St. Lucia growers, he said, need to face the fact that they’ve been bumped out of the banana market.

“We need to wake up and reorganize ourselves,” he said, exhibiting the chin-up determination characteristic of many Caribbean farmers. “We can’t match the economies of scale enjoyed by the big growers.”

Without the market ensured by the EU quota system that was phased out over the last five years, a St. Lucian banana farmer can’t command a price for his produce that will cover the cost of fertilizer, pesticide and transportation. The three U.S.-based multinational exporters, which together supply two-thirds of the world’s traded bananas, grow their crop on huge Latin American plantations, where labor and production costs are lower.

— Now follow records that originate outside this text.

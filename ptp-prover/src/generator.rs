//! Proof generation state machine.
//!
//! ```text
//!           begin              complete
//!   Idle ──────────▶ Generating ──────────▶ Generated
//!    ▲                   │ abort                │
//!    └───────────────────┘                      │
//!    ▲          select a different pump         │
//!    └──────────────────────────────────────────┘
//! ```
//!
//! Generation runs outside the state machine: `begin` hands out a
//! [`GenerationTicket`] and the caller reports back with `complete`. A
//! ticket issued before the latest selection change (or account change, see
//! [`ProofGenerator::invalidate`]) is stale and its result is dropped.

use chrono::{DateTime, Utc};
use ptp_common::{Address, EligibilityClaim, EthAmount, ProofArtifact};
use serde::Serialize;
use tracing::debug;
use uuid::Uuid;

use crate::{
    error::{GeneratorError, ProverError},
    template::ProofRequest,
};

/// Result of a finished generation.
#[derive(Clone, Debug, PartialEq, Eq, Serialize)]
#[serde(rename_all = "camelCase")]
pub struct GenerationOutcome {
    pub pump_id: Uuid,
    pub claimant: Address,
    pub eligible: bool,
    pub artifact: ProofArtifact,
    pub generated_at: DateTime<Utc>,
}

impl GenerationOutcome {
    /// The verification hand-off; only eligible outcomes produce one.
    pub fn claim(&self) -> Option<EligibilityClaim> {
        self.eligible.then(|| EligibilityClaim {
            pump_id: self.pump_id,
            claimant: self.claimant,
            artifact: self.artifact.clone(),
            generated_at: self.generated_at,
        })
    }
}

#[derive(Clone, Debug, PartialEq, Eq)]
pub enum GeneratorState {
    Idle,
    Generating { request: ProofRequest, ticket: GenerationTicket },
    Generated(GenerationOutcome),
}

/// Identifies one `begin` call.
#[derive(Clone, Copy, Debug, PartialEq, Eq)]
pub struct GenerationTicket {
    pub pump_id: Uuid,
    epoch: u64,
}

#[derive(Clone, Copy, Debug, PartialEq, Eq)]
struct Selection {
    pump_id: Uuid,
    threshold: EthAmount,
}

#[derive(Debug)]
pub struct ProofGenerator {
    selection: Option<Selection>,
    epoch: u64,
    state: GeneratorState,
}

impl Default for ProofGenerator {
    fn default() -> Self {
        Self::new()
    }
}

impl ProofGenerator {
    pub fn new() -> Self {
        Self {
            selection: None,
            epoch: 0,
            state: GeneratorState::Idle,
        }
    }

    pub fn state(&self) -> &GeneratorState {
        &self.state
    }

    pub fn selected_pump(&self) -> Option<Uuid> {
        self.selection.map(|s| s.pump_id)
    }

    pub fn outcome(&self) -> Option<&GenerationOutcome> {
        match &self.state {
            GeneratorState::Generated(outcome) => Some(outcome),
            _ => None,
        }
    }

    pub fn is_generating(&self) -> bool {
        matches!(self.state, GeneratorState::Generating { .. })
    }

    /// Select the pump proofs are generated for. Changing the pump or its
    /// threshold resets to `Idle` and invalidates outstanding tickets;
    /// re-selecting the same pump keeps the current state.
    pub fn select_pump(&mut self, pump_id: Uuid, threshold: EthAmount) {
        let next = Selection { pump_id, threshold };
        if self.selection == Some(next) {
            return;
        }
        self.selection = Some(next);
        self.reset();
        debug!(%pump_id, %threshold, epoch = self.epoch, "generator selection changed");
    }

    pub fn clear_selection(&mut self) {
        if self.selection.take().is_some() {
            self.reset();
        }
    }

    /// Drop any proof for the current selection, keeping the selection.
    /// Used when the wallet account changes under a generated proof.
    pub fn invalidate(&mut self) {
        if self.state != GeneratorState::Idle {
            debug!(epoch = self.epoch, "generator invalidated");
        }
        self.reset();
    }

    fn reset(&mut self) {
        self.epoch += 1;
        self.state = GeneratorState::Idle;
    }

    /// Check preconditions and move to `Generating`. `account` and
    /// `balance` describe the connected wallet; both are required.
    pub fn begin(
        &mut self,
        account: Option<Address>,
        balance: Option<EthAmount>,
    ) -> Result<(ProofRequest, GenerationTicket), GeneratorError> {
        let (claimant, balance) = account.zip(balance).ok_or(GeneratorError::WalletNotConnected)?;
        let selection = self.selection.ok_or(GeneratorError::NoPumpSelected)?;
        match self.state {
            GeneratorState::Idle => {}
            GeneratorState::Generating { .. } => return Err(GeneratorError::InFlight),
            GeneratorState::Generated(_) => return Err(GeneratorError::AlreadyGenerated),
        }

        let request = ProofRequest {
            pump_id: selection.pump_id,
            claimant,
            balance,
            threshold: selection.threshold,
        };
        let ticket = GenerationTicket {
            pump_id: selection.pump_id,
            epoch: self.epoch,
        };
        self.state = GeneratorState::Generating { request, ticket };
        Ok((request, ticket))
    }

    fn is_current(&self, ticket: &GenerationTicket) -> bool {
        matches!(&self.state, GeneratorState::Generating { ticket: current, .. } if current == ticket)
    }

    /// Record the artifact for `ticket`. Returns `Ok(None)` when the ticket
    /// is stale.
    ///
    /// The artifact's public inputs must carry the requested threshold and
    /// the verdict the request implies; otherwise generation is aborted and
    /// nothing is handed to verification.
    pub fn complete(
        &mut self,
        ticket: GenerationTicket,
        artifact: ProofArtifact,
    ) -> Result<Option<GenerationOutcome>, ProverError> {
        if !self.is_current(&ticket) {
            debug!(pump_id = %ticket.pump_id, "dropping stale proof");
            return Ok(None);
        }
        let GeneratorState::Generating { request, .. } = self.state else {
            return Ok(None);
        };

        let eligible = request.eligible();
        if artifact.inputs.threshold() != request.threshold || artifact.inputs.attests_eligibility() != eligible {
            self.state = GeneratorState::Idle;
            return Err(ProverError::Generation(format!(
                "artifact inputs (threshold {}, verdict {}) do not match the request (threshold {}, verdict {})",
                artifact.inputs.threshold(),
                artifact.inputs.attests_eligibility(),
                request.threshold,
                eligible
            )));
        }

        let outcome = GenerationOutcome {
            pump_id: request.pump_id,
            claimant: request.claimant,
            eligible,
            artifact,
            generated_at: Utc::now(),
        };
        self.state = GeneratorState::Generated(outcome.clone());
        Ok(Some(outcome))
    }

    /// Return to `Idle` after a failed generation. Stale tickets are ignored.
    pub fn abort(&mut self, ticket: GenerationTicket) {
        if self.is_current(&ticket) {
            self.state = GeneratorState::Idle;
        }
    }
}
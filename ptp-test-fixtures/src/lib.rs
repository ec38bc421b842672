//! Test doubles shared by the proof-the-pump integration tests.

use ptp_common::{parse_address, Address, EthAmount};

mod directory;
mod rpc;
mod wallet;

pub use directory::InMemoryPumpDirectory;
pub use rpc::{RpcState, RpcStub};
pub use wallet::MockWalletProvider;

pub const CREATOR: &str = "0x1111111111111111111111111111111111111111";
pub const PARTICIPANT: &str = "0xabcdefabcdefabcdefabcdefabcdefabcdefabcd";
pub const SECOND_PARTICIPANT: &str = "0x2222222222222222222222222222222222222222";

/// Parse one of the fixture addresses.
pub fn address(raw: &str) -> Address {
    parse_address(raw).expect("fixture address must be valid")
}

/// Parse a decimal ETH amount such as `"0.05"`.
pub fn eth(raw: &str) -> EthAmount {
    EthAmount::parse(raw).expect("fixture amount must be valid")
}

Heeding the handwriting on the market walls, St. Lucian business and government leaders have encouraged banana farmers to switch crops and occupations. One by one, growers are leaving their fields to get into an expanding tourism sector and production of other goods including chocolate bars, rum, condiments and bottled water.

The St. Lucia Agriculturalists Assn. last year signed with Chicago-based World’s Finest Chocolate Inc. to supply half a million pounds of cocoa beans in each of the next three years, said association director Kerde Severin. The group is also in talks with Sandals Resorts, a chain with three locations in St. Lucia, to supply fresh vegetables to its gourmet restaurants.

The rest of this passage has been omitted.